Interest in US business and investment based immigration continues to grow, including the U.S. Immigrant Investor visa category or “EB-5” (at 8 U.S.C. 1153(b)(5)). The reason for this is twofold. The first is that the EB-5 Reform and Integrity Act (the “RIA”) of 2022 has increased investor confidence in the program. The second is that geopolitical tensions, the global economy, and issues in certain nations have created an environment in which more people are interested in exploring their options for permanent residence elsewhere.
Though this post focuses on recent developments creating renewed interest in EB-5 investment-based visas, most of the reasons for this increased interest holds true for all U.S. investment-based visa categories, including the E-2 Treaty Investor visa and L-1 intracompany transferee visas. A post describing the differences between the EB-5 and E-2 programs can be found here.
2. Renewed Interest
The global mobility marketplace is always influenced by both geopolitical and national stability. When times are good, interest in options to obtain permanent residence visas in the West tends to slow. Conversely, when times are tough, interest in them tends to increase. As immigration lawyers, we see interest ebb and flow with the state of the world generally and the state of affairs in certain nations specifically.
Unsurprisingly, the current state of the world is leading to considerable uncertainty for many around the globe. Massive protests surrounding Brazil’s recent election, Covid-19 policies in China, and the treatment of women in Iran on top of Russia’s invasion of the Ukraine, and various more localized disputes and issues have left many feeling now is the time to consider alternative residence. Similarly, decades-high global inflation rates and lingering Covid-related supply chain issues around the world, have led many to question whether riding out a possible global recession in their country of residence is the best option. These noteworthy examples are far from the only situations contributing to many people believing that the world is entering an increasingly unstable future.
3. New EB-5 Regulations
Among the many positive changes to the EB-5 regulations in the RIA are that foreign nationals of countries formerly subject to the visa quota backlogs now have options to invest in certain types of projects that have visa carve-outs with new quotas. Historically, foreign nationals from India and China (the two largest markets for EB-5 in the world) have had quota-related wait times of anywhere from 3 to 8 years before their EB-5 petitions are adjudicated. Now, the RIA has carved out visa allotments for foreign nationals who invest in infrastructure projects, rural projects, and high unemployment area projects without having to wait in line.

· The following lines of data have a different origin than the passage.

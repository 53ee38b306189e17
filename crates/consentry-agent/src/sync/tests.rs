use super::*;
use crate::registry::{ConsentRegistry, IdentityRegistry};
use crate::store::{MemoryRecordStore, RecordStore};
use async_trait::async_trait;
use consentry_types::{
    AgentError, AgentResult, ConsentCommitment, ConsentDigest, ConsentDocument, DomainEvent,
    PatientId, Resolution, TransactionOutcome, TxHash, CONSENT_SLOT_COUNT,
};
use std::collections::HashMap;
use std::sync::atomic::{AtomicBool, AtomicU64, Ordering};
use std::sync::Mutex;

fn confirmed(tag: u8, events: Vec<DomainEvent>) -> TransactionOutcome {
    TransactionOutcome::Confirmed {
        tx_hash: TxHash::from_bytes([tag; 32]),
        block_number: 1,
        gas_used: 60_000,
        events,
    }
}

/// Identity registry stub: a fixed natural-id -> identifier directory plus
/// a counter-based allocator for enrollment.
struct StubIdentity {
    directory: HashMap<String, String>,
    next_id: AtomicU64,
    omit_assignment_event: bool,
    calls: Mutex<Vec<String>>,
}

impl StubIdentity {
    fn with_directory(entries: &[(&str, &str)]) -> Self {
        Self {
            directory: entries
                .iter()
                .map(|(k, v)| (k.to_string(), v.to_string()))
                .collect(),
            next_id: AtomicU64::new(100),
            omit_assignment_event: false,
            calls: Mutex::new(Vec::new()),
        }
    }

    fn record(&self, call: String) {
        self.calls.lock().unwrap().push(call);
    }
}

#[async_trait]
impl IdentityRegistry for StubIdentity {
    async fn resolve(&self, natural_id: &str) -> AgentResult<Resolution> {
        self.record(format!("resolve:{}", natural_id));
        match self.directory.get(natural_id) {
            Some(id) => Ok(Resolution::Found(PatientId::new(id.clone()))),
            None => Ok(Resolution::NotFound),
        }
    }

    async fn assign(&self, _seed: u64) -> AgentResult<TransactionOutcome> {
        let id = format!("P{}", self.next_id.fetch_add(1, Ordering::SeqCst));
        self.record(format!("assign:{}", id));

        let events = if self.omit_assignment_event {
            vec![]
        } else {
            vec![DomainEvent::IdentifierAssigned {
                account: "0xsender".into(),
                patient_id: id,
            }]
        };
        Ok(confirmed(0xaa, events))
    }

    async fn store_profile_digest(
        &self,
        patient_id: &PatientId,
        _digest_hex: &str,
    ) -> AgentResult<TransactionOutcome> {
        self.record(format!("store_digest:{}", patient_id));
        Ok(confirmed(0xab, vec![]))
    }

    async fn bind_natural_id(
        &self,
        patient_id: &PatientId,
        natural_id: &str,
    ) -> AgentResult<TransactionOutcome> {
        self.record(format!("bind:{}:{}", patient_id, natural_id));
        Ok(confirmed(0xac, vec![]))
    }
}

#[derive(Clone, Debug)]
struct Submission {
    patient_id: String,
    natural_id: String,
    digests: Vec<ConsentDigest>,
    links: Vec<String>,
    nonce: u64,
}

/// Consent registry stub. Tracks every submission with the sequence
/// number it consumed; `interfere` simulates an external actor submitting
/// from the same sender between our calls.
struct StubLedger {
    nonce: AtomicU64,
    interfere: AtomicBool,
    fail_natural_id: Option<String>,
    submissions: Mutex<Vec<Submission>>,
}

impl StubLedger {
    fn new() -> Self {
        Self {
            nonce: AtomicU64::new(0),
            interfere: AtomicBool::new(false),
            fail_natural_id: None,
            submissions: Mutex::new(Vec::new()),
        }
    }

    fn failing_for(natural_id: &str) -> Self {
        Self {
            fail_natural_id: Some(natural_id.to_string()),
            ..Self::new()
        }
    }

    fn submissions(&self) -> Vec<Submission> {
        self.submissions.lock().unwrap().clone()
    }
}

#[async_trait]
impl ConsentRegistry for StubLedger {
    async fn create_consents(
        &self,
        patient_id: &PatientId,
        commitment: &ConsentCommitment,
        natural_id: &str,
    ) -> AgentResult<TransactionOutcome> {
        if self.fail_natural_id.as_deref() == Some(natural_id) {
            return Err(AgentError::Network("simulated receipt timeout".into()));
        }

        if self.interfere.load(Ordering::SeqCst) {
            // Another sender consumed a sequence number since our last call.
            self.nonce.fetch_add(1, Ordering::SeqCst);
        }

        let nonce = self.nonce.fetch_add(1, Ordering::SeqCst);
        self.submissions.lock().unwrap().push(Submission {
            patient_id: patient_id.as_str().to_string(),
            natural_id: natural_id.to_string(),
            digests: commitment.digests().to_vec(),
            links: commitment.links().to_vec(),
            nonce,
        });

        Ok(confirmed(0x42, vec![]))
    }
}

fn full_record(natural_id: &str) -> ConsentDocument {
    // C1 = "yes", C2 = "", C3..C17 absent, C18 = "no".
    let mut slots: Vec<Option<String>> = vec![None; CONSENT_SLOT_COUNT];
    slots[0] = Some("yes".into());
    slots[1] = Some("".into());
    slots[17] = Some("no".into());
    ConsentDocument::new(Some("Jane Roe".into()), Some(natural_id.into()), slots)
}

fn blank_record() -> ConsentDocument {
    ConsentDocument::new(Some("No Id".into()), None, vec![])
}

#[tokio::test]
async fn test_end_to_end_confirmed() {
    let identity = StubIdentity::with_directory(&[("123-45-6789", "P42")]);
    let ledger = StubLedger::new();
    let engine = SyncEngine::new(&identity, &ledger);

    let store = MemoryRecordStore::new(vec![full_record("123-45-6789")]);
    let records = store.load().await.unwrap();
    let report = engine.run(&records).await;

    assert_eq!(report.processed(), 1);
    assert_eq!(report.confirmed(), 1);
    assert!(matches!(
        report.entries[0].status,
        RecordStatus::Confirmed { .. }
    ));

    let submissions = ledger.submissions();
    assert_eq!(submissions.len(), 1);
    let submission = &submissions[0];

    assert_eq!(submission.patient_id, "P42");
    assert_eq!(submission.natural_id, "123-45-6789");
    assert_eq!(submission.digests.len(), CONSENT_SLOT_COUNT);
    assert_eq!(submission.links.len(), CONSENT_SLOT_COUNT);
    assert!(submission.links.iter().all(String::is_empty));

    // "yes" vs "" vs absent all digest differently.
    assert_ne!(submission.digests[0], submission.digests[1]);
    assert_ne!(submission.digests[1], submission.digests[2]);
}

#[tokio::test]
async fn test_skip_law() {
    let identity = StubIdentity::with_directory(&[]);
    let ledger = StubLedger::new();
    let engine = SyncEngine::new(&identity, &ledger);

    // One record without a natural id, one whose id the registry does not
    // know. Neither may reach the submitter.
    let report = engine
        .run(&[blank_record(), full_record("999-99-9999")])
        .await;

    assert_eq!(report.skipped(), 2);
    assert!(ledger.submissions().is_empty());

    // The record without a natural id never even reaches the correlator.
    let calls = identity.calls.lock().unwrap().clone();
    assert_eq!(calls, vec!["resolve:999-99-9999".to_string()]);
}

#[tokio::test]
async fn test_failure_isolation() {
    let identity =
        StubIdentity::with_directory(&[("111-11-1111", "P1"), ("222-22-2222", "P2")]);
    let ledger = StubLedger::failing_for("111-11-1111");
    let engine = SyncEngine::new(&identity, &ledger);

    let report = engine
        .run(&[full_record("111-11-1111"), full_record("222-22-2222")])
        .await;

    assert_eq!(report.failed(), 1);
    assert_eq!(report.confirmed(), 1);

    match &report.entries[0].status {
        RecordStatus::Failed { kind, .. } => assert_eq!(kind.tag(), "transient"),
        other => panic!("expected first record to fail, got {:?}", other),
    }

    // The second record was still submitted.
    let submissions = ledger.submissions();
    assert_eq!(submissions.len(), 1);
    assert_eq!(submissions[0].patient_id, "P2");
}

#[tokio::test]
async fn test_nonce_freshness_under_interference() {
    let identity =
        StubIdentity::with_directory(&[("111-11-1111", "P1"), ("222-22-2222", "P2")]);
    let ledger = StubLedger::new();
    ledger.interfere.store(true, Ordering::SeqCst);
    let engine = SyncEngine::new(&identity, &ledger);

    engine
        .run(&[full_record("111-11-1111"), full_record("222-22-2222")])
        .await;

    let submissions = ledger.submissions();
    assert_eq!(submissions.len(), 2);
    assert!(
        submissions[1].nonce > submissions[0].nonce,
        "sequence numbers must strictly increase: {} then {}",
        submissions[0].nonce,
        submissions[1].nonce
    );
}

#[tokio::test]
async fn test_enroll_assigns_and_binds() {
    let identity = StubIdentity::with_directory(&[("333-33-3333", "P7")]);
    let engine = EnrollEngine::new(&identity);

    // First record already enrolled, second needs assignment.
    let report = engine
        .run(&[full_record("333-33-3333"), full_record("444-44-4444")])
        .await;

    assert_eq!(report.skipped(), 1);
    assert_eq!(report.confirmed(), 1);
    assert!(matches!(
        report.entries[0].status,
        RecordStatus::Skipped(consentry_types::SkipReason::AlreadyAssigned)
    ));

    match &report.entries[1].status {
        RecordStatus::Enrolled { patient_id, .. } => {
            assert_eq!(patient_id.as_str(), "P100");
        }
        other => panic!("expected enrollment, got {:?}", other),
    }

    let calls = identity.calls.lock().unwrap().clone();
    assert!(calls.contains(&"store_digest:P100".to_string()));
    assert!(calls.contains(&"bind:P100:444-44-4444".to_string()));
}

#[tokio::test]
async fn test_enroll_requires_assignment_event() {
    let mut identity = StubIdentity::with_directory(&[]);
    identity.omit_assignment_event = true;
    let engine = EnrollEngine::new(&identity);

    let report = engine.run(&[full_record("555-55-5555")]).await;

    assert_eq!(report.failed(), 1);
    match &report.entries[0].status {
        RecordStatus::Failed { kind, reason } => {
            assert_eq!(kind.tag(), "invariant");
            assert!(reason.contains("IdentifierAssigned"));
        }
        other => panic!("expected failure, got {:?}", other),
    }
}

In addition, the RIA significantly increased investor protection measures. The lion’s share of the responsibility for demonstrating compliance with the RIA has been rightfully put on Regional Centers: statutorily created EB-5 investment project offerors. The new compliance and reporting obligations contained in the RIA were enacted into law to combat the EB-5 program’s rather well known and embittered history of investor fraud. In fact, for the past few years we have reviewed more cases brought to us by EB-5 investors looking to sue project offerors than we did for new EB-5 immigrant investor visa petitions.
4. Final Thoughts
The world is becoming increasingly volatile and uncertain. Fortunately, there are many options for people interested in using a business or an investment as a basis for U.S. immigration. For those interested in EB-5 investments, the RIA (EB-5 Reform and Integrity Act) arrived just in time to reinvigorate investor confidence when the state of the world is such that the interest in investment-based visa options is increasing.